**PROBLEM DESCRIPTION**
Comb through the entries for "events" and pull out each line that holds it.

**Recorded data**
+++

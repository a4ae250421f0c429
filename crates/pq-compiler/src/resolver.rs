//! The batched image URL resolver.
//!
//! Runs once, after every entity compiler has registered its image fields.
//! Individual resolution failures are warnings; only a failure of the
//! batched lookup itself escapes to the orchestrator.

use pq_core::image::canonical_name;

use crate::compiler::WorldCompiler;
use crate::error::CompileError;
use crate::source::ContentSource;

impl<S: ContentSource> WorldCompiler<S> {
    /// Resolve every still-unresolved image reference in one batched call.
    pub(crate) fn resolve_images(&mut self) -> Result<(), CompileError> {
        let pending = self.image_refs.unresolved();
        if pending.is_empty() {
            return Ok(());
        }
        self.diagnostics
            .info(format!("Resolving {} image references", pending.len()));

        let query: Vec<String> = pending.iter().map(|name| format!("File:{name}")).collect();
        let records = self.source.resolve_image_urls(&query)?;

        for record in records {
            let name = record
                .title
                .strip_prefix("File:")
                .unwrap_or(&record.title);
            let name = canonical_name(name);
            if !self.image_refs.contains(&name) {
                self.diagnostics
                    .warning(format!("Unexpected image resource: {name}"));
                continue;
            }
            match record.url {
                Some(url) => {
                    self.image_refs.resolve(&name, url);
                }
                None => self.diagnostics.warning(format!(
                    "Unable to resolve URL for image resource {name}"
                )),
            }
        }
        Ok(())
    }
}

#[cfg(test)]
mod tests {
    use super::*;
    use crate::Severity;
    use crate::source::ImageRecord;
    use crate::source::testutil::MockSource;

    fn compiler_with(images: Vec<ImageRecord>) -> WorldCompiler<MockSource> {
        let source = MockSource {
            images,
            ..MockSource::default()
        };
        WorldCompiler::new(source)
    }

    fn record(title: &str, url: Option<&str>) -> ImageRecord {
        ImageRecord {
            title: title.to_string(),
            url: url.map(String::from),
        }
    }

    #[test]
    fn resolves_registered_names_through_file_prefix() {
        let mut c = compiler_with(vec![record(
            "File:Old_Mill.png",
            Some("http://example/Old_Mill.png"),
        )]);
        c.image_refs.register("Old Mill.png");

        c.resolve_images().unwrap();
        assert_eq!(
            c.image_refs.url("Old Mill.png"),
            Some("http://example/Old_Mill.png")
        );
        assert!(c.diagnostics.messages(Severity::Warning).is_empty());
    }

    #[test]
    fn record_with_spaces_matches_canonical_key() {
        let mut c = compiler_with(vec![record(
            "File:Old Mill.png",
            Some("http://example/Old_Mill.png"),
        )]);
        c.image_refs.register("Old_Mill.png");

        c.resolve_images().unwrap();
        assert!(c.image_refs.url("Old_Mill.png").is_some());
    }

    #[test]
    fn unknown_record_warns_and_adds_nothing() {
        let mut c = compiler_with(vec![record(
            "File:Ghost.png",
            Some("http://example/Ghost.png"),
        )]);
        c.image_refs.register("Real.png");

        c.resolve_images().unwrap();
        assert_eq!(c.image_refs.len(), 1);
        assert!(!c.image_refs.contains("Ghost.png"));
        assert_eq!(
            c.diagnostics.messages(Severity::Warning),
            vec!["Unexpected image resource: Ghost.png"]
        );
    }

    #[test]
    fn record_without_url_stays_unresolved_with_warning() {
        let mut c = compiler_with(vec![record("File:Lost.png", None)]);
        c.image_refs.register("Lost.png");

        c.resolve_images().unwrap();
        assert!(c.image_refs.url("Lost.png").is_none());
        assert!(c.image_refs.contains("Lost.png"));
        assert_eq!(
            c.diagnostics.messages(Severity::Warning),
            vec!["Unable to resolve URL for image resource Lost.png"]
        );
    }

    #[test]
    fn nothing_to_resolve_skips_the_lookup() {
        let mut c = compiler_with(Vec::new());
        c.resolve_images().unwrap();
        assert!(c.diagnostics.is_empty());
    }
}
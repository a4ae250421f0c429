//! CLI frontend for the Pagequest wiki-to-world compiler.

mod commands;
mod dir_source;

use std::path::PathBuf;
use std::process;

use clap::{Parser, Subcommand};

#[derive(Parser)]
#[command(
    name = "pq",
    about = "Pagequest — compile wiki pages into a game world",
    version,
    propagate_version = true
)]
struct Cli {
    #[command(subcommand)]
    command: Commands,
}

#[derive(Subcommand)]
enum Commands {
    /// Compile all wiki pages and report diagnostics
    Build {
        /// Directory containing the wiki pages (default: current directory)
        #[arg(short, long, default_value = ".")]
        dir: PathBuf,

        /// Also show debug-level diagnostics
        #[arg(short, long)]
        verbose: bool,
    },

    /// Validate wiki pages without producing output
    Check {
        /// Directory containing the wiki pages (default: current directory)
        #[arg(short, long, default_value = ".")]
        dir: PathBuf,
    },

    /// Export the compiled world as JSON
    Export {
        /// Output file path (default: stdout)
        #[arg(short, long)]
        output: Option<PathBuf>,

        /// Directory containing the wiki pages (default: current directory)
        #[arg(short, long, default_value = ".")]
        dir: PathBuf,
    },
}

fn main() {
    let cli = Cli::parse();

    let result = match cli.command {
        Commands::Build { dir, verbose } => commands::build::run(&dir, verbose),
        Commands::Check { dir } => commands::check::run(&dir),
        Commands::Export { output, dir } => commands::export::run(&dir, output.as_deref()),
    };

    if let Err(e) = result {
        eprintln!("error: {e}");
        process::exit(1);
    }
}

+++

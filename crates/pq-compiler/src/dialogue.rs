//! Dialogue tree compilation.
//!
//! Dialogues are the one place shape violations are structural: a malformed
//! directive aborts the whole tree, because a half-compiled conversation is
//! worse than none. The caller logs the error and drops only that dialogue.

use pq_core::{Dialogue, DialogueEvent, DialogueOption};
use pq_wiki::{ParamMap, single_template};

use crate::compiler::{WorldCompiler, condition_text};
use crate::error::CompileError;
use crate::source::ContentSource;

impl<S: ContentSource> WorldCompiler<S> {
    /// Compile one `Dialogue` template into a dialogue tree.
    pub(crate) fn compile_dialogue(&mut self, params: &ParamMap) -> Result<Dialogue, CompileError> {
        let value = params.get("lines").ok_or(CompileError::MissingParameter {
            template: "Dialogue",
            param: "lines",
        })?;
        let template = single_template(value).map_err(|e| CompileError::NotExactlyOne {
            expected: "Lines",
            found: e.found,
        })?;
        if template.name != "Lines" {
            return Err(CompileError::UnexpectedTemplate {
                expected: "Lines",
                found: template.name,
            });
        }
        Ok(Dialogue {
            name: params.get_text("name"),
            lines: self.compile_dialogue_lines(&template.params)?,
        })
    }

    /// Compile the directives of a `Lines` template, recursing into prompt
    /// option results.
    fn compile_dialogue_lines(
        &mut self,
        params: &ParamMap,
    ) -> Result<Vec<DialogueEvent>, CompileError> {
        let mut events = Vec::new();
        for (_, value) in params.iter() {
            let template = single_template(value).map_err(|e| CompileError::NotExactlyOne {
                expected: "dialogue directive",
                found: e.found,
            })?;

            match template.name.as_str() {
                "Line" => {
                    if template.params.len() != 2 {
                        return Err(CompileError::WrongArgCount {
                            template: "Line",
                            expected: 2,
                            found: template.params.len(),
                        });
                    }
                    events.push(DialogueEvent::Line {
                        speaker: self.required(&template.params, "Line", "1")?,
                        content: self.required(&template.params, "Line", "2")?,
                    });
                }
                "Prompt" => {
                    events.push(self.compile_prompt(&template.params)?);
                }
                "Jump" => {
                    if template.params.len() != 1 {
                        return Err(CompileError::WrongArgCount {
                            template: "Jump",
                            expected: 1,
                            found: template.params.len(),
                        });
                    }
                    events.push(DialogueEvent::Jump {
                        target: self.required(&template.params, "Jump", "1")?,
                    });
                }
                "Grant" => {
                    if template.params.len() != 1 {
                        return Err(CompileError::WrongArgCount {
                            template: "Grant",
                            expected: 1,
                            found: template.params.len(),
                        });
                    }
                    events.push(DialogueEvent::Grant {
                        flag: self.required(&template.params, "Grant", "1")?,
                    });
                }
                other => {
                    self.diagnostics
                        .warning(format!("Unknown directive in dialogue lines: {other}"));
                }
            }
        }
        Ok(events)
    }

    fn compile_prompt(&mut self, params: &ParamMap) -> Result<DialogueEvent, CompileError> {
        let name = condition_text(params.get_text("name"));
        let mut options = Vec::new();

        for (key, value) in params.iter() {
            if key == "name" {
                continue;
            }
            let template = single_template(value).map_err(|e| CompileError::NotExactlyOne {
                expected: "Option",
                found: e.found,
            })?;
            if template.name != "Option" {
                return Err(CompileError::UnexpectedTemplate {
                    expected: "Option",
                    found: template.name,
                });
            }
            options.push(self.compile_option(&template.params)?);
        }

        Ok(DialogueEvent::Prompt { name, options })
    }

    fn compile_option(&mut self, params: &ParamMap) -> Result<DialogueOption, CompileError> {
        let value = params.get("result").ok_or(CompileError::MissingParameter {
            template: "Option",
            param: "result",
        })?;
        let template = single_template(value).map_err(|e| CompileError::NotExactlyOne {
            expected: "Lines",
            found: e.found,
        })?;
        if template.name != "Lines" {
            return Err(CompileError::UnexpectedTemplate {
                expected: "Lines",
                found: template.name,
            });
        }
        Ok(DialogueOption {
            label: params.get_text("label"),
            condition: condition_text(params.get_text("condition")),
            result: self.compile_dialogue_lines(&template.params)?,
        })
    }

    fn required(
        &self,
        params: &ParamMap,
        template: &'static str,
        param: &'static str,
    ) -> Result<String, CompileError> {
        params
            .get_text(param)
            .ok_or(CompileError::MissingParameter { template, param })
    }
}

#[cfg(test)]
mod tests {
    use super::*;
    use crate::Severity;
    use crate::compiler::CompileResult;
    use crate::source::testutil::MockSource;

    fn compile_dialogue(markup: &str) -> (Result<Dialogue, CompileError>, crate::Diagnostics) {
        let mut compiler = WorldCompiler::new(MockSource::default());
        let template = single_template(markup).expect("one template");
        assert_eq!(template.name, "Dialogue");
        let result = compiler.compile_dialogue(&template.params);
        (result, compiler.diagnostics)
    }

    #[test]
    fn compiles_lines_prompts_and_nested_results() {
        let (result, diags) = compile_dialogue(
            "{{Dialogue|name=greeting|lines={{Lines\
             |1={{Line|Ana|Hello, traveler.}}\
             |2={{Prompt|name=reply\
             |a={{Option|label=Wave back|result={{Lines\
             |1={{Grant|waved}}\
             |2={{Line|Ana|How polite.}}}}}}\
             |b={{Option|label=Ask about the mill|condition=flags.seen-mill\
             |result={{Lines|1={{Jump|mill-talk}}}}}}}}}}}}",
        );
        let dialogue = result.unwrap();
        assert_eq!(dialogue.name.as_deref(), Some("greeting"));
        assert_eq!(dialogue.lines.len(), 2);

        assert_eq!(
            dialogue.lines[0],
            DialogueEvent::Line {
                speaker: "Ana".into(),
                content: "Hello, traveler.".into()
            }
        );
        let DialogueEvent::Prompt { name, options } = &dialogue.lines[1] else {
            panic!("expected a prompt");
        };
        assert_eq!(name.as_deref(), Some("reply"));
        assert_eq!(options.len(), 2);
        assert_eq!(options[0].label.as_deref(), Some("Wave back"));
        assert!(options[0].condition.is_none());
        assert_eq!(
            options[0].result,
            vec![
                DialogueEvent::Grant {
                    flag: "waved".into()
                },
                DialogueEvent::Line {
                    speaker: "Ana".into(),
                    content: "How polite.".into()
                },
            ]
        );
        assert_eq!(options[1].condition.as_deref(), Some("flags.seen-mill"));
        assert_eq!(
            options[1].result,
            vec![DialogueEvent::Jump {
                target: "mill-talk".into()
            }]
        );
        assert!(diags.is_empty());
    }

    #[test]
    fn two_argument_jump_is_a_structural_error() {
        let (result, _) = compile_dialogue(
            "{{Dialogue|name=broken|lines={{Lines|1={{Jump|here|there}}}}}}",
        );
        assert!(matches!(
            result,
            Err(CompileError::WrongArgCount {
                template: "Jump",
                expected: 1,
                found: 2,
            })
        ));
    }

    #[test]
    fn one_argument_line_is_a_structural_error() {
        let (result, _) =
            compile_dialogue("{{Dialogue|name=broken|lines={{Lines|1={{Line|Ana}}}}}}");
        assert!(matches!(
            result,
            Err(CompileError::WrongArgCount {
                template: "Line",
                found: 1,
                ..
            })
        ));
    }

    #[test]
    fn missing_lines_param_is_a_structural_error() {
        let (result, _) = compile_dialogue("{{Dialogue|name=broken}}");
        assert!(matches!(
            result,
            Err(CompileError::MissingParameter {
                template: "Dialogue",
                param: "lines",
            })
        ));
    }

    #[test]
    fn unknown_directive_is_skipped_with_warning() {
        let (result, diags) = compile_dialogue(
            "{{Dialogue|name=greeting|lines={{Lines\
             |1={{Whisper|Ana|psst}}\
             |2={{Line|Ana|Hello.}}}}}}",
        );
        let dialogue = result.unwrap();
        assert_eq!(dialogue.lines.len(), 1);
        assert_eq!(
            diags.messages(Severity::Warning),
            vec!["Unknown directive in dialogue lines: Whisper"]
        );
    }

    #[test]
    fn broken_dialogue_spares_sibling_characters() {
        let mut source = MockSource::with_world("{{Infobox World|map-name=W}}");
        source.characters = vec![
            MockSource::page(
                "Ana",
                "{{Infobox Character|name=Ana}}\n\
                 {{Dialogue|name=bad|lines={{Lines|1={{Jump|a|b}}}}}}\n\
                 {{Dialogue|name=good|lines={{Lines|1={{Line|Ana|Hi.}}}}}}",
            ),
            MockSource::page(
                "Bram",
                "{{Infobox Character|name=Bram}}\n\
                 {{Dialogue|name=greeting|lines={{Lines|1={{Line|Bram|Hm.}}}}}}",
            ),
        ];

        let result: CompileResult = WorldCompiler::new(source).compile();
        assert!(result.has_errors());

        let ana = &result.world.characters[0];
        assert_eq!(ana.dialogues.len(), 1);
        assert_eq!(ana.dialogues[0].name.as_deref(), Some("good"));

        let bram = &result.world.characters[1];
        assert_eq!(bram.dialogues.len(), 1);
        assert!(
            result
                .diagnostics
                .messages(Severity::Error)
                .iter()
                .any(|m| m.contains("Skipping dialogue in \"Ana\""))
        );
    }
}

+++

**PROBLEM SOLUTION**
        let mut events = Vec::new();
                    events.push(DialogueEvent::Line {
                    events.push(self.compile_prompt(&template.params)?);
                    events.push(DialogueEvent::Jump {
                    events.push(DialogueEvent::Grant {
        Ok(events)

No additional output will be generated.